WHAT THE EXERCISE ASKS: Every line of the data is to be retyped exactly.

Stored items:
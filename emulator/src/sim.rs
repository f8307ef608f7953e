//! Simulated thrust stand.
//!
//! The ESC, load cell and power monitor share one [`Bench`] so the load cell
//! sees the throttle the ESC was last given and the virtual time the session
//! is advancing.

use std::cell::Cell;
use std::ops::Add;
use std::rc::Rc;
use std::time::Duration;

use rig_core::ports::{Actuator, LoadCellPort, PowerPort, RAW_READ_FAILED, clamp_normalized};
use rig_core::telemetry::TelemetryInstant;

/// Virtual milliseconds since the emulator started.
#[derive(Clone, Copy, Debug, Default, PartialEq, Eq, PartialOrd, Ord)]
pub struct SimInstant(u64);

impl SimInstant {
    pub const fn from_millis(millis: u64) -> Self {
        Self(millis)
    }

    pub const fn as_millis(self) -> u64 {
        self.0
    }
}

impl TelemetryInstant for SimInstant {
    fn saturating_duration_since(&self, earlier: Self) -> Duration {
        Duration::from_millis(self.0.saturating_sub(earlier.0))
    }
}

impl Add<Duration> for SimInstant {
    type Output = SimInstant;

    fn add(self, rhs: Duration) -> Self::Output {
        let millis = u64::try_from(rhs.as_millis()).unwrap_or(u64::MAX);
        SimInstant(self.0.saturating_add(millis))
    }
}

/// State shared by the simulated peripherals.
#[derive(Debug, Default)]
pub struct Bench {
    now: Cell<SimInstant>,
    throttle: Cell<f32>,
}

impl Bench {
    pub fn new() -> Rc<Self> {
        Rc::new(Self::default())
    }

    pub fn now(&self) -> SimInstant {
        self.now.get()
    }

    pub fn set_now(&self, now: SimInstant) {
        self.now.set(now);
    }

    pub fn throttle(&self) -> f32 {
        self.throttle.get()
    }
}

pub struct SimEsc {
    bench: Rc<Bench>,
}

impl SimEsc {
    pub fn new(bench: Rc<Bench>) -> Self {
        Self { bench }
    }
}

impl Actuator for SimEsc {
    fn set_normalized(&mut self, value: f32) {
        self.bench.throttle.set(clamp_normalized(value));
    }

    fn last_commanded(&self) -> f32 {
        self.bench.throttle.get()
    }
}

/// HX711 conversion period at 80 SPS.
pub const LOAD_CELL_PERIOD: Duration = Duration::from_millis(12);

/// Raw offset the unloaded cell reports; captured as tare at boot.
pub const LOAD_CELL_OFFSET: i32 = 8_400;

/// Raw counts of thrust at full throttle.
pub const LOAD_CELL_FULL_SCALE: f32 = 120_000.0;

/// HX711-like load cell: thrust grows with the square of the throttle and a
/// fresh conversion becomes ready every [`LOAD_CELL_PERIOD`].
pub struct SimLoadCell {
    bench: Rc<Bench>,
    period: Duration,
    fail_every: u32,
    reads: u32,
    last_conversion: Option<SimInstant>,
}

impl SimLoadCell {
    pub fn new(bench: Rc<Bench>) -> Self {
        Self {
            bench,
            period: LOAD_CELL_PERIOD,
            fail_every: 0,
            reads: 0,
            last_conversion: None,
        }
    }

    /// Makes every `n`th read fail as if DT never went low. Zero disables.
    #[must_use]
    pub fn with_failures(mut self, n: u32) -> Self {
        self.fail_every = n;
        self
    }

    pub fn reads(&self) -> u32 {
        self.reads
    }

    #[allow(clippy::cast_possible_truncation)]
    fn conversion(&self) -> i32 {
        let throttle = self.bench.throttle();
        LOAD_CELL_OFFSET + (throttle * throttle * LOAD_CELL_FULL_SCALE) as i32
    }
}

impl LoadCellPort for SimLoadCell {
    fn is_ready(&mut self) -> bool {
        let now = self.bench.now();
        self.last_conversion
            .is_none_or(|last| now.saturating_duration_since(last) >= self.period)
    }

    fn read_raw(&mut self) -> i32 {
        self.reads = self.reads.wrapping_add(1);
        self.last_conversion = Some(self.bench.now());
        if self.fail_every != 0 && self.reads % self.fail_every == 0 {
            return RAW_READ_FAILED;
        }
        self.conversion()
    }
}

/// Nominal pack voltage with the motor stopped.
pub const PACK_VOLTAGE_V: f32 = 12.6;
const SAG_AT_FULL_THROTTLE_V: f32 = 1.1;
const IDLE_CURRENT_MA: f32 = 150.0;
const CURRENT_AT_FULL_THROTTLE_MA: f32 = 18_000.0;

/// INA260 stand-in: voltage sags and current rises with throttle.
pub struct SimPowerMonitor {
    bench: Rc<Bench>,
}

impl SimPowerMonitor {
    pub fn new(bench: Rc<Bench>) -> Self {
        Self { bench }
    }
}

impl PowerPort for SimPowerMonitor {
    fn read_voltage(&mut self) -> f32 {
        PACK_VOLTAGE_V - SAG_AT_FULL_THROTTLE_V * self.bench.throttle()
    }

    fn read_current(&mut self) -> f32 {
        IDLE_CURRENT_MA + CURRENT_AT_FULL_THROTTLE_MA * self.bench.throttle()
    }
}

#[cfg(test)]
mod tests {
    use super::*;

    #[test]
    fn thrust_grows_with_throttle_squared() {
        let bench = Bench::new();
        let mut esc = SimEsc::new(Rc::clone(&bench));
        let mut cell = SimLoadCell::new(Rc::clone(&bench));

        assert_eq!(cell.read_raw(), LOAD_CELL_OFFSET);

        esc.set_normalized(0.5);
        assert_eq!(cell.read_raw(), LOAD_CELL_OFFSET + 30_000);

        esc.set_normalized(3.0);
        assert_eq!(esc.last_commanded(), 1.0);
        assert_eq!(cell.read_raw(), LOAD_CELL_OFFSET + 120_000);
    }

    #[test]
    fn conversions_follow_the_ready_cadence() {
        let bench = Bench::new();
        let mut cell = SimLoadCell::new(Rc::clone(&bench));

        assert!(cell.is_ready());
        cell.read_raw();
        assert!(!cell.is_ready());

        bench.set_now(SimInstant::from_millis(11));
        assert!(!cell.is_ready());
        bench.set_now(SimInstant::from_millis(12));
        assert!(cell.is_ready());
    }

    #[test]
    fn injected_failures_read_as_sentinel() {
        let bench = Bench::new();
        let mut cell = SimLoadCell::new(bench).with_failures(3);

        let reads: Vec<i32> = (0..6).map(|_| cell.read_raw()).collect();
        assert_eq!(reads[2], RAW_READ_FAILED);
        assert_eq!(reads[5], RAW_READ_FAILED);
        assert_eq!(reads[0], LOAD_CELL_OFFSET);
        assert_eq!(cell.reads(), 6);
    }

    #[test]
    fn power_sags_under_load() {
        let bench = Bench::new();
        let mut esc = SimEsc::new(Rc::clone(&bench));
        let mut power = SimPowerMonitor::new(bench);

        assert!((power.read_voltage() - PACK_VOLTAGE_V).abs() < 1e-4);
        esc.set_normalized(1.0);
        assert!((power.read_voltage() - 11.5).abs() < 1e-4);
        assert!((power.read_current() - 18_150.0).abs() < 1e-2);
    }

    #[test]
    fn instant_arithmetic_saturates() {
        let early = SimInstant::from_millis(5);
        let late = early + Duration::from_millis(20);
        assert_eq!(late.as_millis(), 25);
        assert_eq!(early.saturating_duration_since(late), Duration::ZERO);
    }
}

WRITTEN REPLY:
filename emulator/src/sim.rs
repository f8307ef608f7953e
//! Simulated thrust stand.
//!
//! The ESC, load cell and power monitor share one [`Bench`] so the load cell
//! sees the throttle the ESC was last given and the virtual time the session
//! is advancing.

use std::cell::Cell;
use std::ops::Add;
use std::rc::Rc;
use std::time::Duration;

use rig_core::ports::{Actuator, LoadCellPort, PowerPort, RAW_READ_FAILED, clamp_normalized};
use rig_core::telemetry::TelemetryInstant;

/// Virtual milliseconds since the emulator started.
#[derive(Clone, Copy, Debug, Default, PartialEq, Eq, PartialOrd, Ord)]
pub struct SimInstant(u64);

impl SimInstant {
    pub const fn from_millis(millis: u64) -> Self {
        Self(millis)
    }

    pub const fn as_millis(self) -> u64 {
        self.0
    }
}

impl TelemetryInstant for SimInstant {
    fn saturating_duration_since(&self, earlier: Self) -> Duration {
        Duration::from_millis(self.0.saturating_sub(earlier.0))
    }
}

impl Add<Duration> for SimInstant {
    type Output = SimInstant;

    fn add(self, rhs: Duration) -> Self::Output {
        let millis = u64::try_from(rhs.as_millis()).unwrap_or(u64::MAX);
        SimInstant(self.0.saturating_add(millis))
    }
}

/// State shared by the simulated peripherals.
#[derive(Debug, Default)]
pub struct Bench {
    now: Cell<SimInstant>,
    throttle: Cell<f32>,
}

impl Bench {
    pub fn new() -> Rc<Self> {
        Rc::new(Self::default())
    }

    pub fn now(&self) -> SimInstant {
        self.now.get()
    }

    pub fn set_now(&self, now: SimInstant) {
        self.now.set(now);
    }

    pub fn throttle(&self) -> f32 {
        self.throttle.get()
    }
}

pub struct SimEsc {
    bench: Rc<Bench>,
}

impl SimEsc {
    pub fn new(bench: Rc<Bench>) -> Self {
        Self { bench }
    }
}

impl Actuator for SimEsc {
    fn set_normalized(&mut self, value: f32) {
        self.bench.throttle.set(clamp_normalized(value));
    }

    fn last_commanded(&self) -> f32 {
        self.bench.throttle.get()
    }
}

/// HX711 conversion period at 80 SPS.
pub const LOAD_CELL_PERIOD: Duration = Duration::from_millis(12);

/// Raw offset the unloaded cell reports; captured as tare at boot.
pub const LOAD_CELL_OFFSET: i32 = 8_400;

/// Raw counts of thrust at full throttle.
pub const LOAD_CELL_FULL_SCALE: f32 = 120_000.0;

/// HX711-like load cell: thrust grows with the square of the throttle and a
/// fresh conversion becomes ready every [`LOAD_CELL_PERIOD`].
pub struct SimLoadCell {
    bench: Rc<Bench>,
    period: Duration,
    fail_every: u32,
    reads: u32,
    last_conversion: Option<SimInstant>,
}

impl SimLoadCell {
    pub fn new(bench: Rc<Bench>) -> Self {
        Self {
            bench,
            period: LOAD_CELL_PERIOD,
            fail_every: 0,
            reads: 0,
            last_conversion: None,
        }
    }

    /// Makes every `n`th read fail as if DT never went low. Zero disables.
    #[must_use]
    pub fn with_failures(mut self, n: u32) -> Self {
        self.fail_every = n;
        self
    }

    pub fn reads(&self) -> u32 {
        self.reads
    }

    #[allow(clippy::cast_possible_truncation)]
    fn conversion(&self) -> i32 {
        let throttle = self.bench.throttle();
        LOAD_CELL_OFFSET + (throttle * throttle * LOAD_CELL_FULL_SCALE) as i32
    }
}

impl LoadCellPort for SimLoadCell {
    fn is_ready(&mut self) -> bool {
        let now = self.bench.now();
        self.last_conversion
            .is_none_or(|last| now.saturating_duration_since(last) >= self.period)
    }

    fn read_raw(&mut self) -> i32 {
        self.reads = self.reads.wrapping_add(1);
        self.last_conversion = Some(self.bench.now());
        if self.fail_every != 0 && self.reads % self.fail_every == 0 {
            return RAW_READ_FAILED;
        }
        self.conversion()
    }
}

/// Nominal pack voltage with the motor stopped.
pub const PACK_VOLTAGE_V: f32 = 12.6;
const SAG_AT_FULL_THROTTLE_V: f32 = 1.1;
const IDLE_CURRENT_MA: f32 = 150.0;
const CURRENT_AT_FULL_THROTTLE_MA: f32 = 18_000.0;

/// INA260 stand-in: voltage sags and current rises with throttle.
pub struct SimPowerMonitor {
    bench: Rc<Bench>,
}

impl SimPowerMonitor {
    pub fn new(bench: Rc<Bench>) -> Self {
        Self { bench }
    }
}

impl PowerPort for SimPowerMonitor {
    fn read_voltage(&mut self) -> f32 {
        PACK_VOLTAGE_V - SAG_AT_FULL_THROTTLE_V * self.bench.throttle()
    }

    fn read_current(&mut self) -> f32 {
        IDLE_CURRENT_MA + CURRENT_AT_FULL_THROTTLE_MA * self.bench.throttle()
    }
}

#[cfg(test)]
mod tests {
    use super::*;

    #[test]
    fn thrust_grows_with_throttle_squared() {
        let bench = Bench::new();
        let mut esc = SimEsc::new(Rc::clone(&bench));
        let mut cell = SimLoadCell::new(Rc::clone(&bench));

        assert_eq!(cell.read_raw(), LOAD_CELL_OFFSET);

        esc.set_normalized(0.5);
        assert_eq!(cell.read_raw(), LOAD_CELL_OFFSET + 30_000);

        esc.set_normalized(3.0);
        assert_eq!(esc.last_commanded(), 1.0);
        assert_eq!(cell.read_raw(), LOAD_CELL_OFFSET + 120_000);
    }

    #[test]
    fn conversions_follow_the_ready_cadence() {
        let bench = Bench::new();
        let mut cell = SimLoadCell::new(Rc::clone(&bench));

        assert!(cell.is_ready());
        cell.read_raw();
        assert!(!cell.is_ready());

        bench.set_now(SimInstant::from_millis(11));
        assert!(!cell.is_ready());
        bench.set_now(SimInstant::from_millis(12));
        assert!(cell.is_ready());
    }

    #[test]
    fn injected_failures_read_as_sentinel() {
        let bench = Bench::new();
        let mut cell = SimLoadCell::new(bench).with_failures(3);

        let reads: Vec<i32> = (0..6).map(|_| cell.read_raw()).collect();
        assert_eq!(reads[2], RAW_READ_FAILED);
        assert_eq!(reads[5], RAW_READ_FAILED);
        assert_eq!(reads[0], LOAD_CELL_OFFSET);
        assert_eq!(cell.reads(), 6);
    }

    #[test]
    fn power_sags_under_load() {
        let bench = Bench::new();
        let mut esc = SimEsc::new(Rc::clone(&bench));
        let mut power = SimPowerMonitor::new(bench);

        assert!((power.read_voltage() - PACK_VOLTAGE_V).abs() < 1e-4);
        esc.set_normalized(1.0);
        assert!((power.read_voltage() - 11.5).abs() < 1e-4);
        assert!((power.read_current() - 18_150.0).abs() < 1e-2);
    }

    #[test]
    fn instant_arithmetic_saturates() {
        let early = SimInstant::from_millis(5);
        let late = early + Duration::from_millis(20);
        assert_eq!(late.as_millis(), 25);
        assert_eq!(early.saturating_duration_since(late), Duration::ZERO);
    }
}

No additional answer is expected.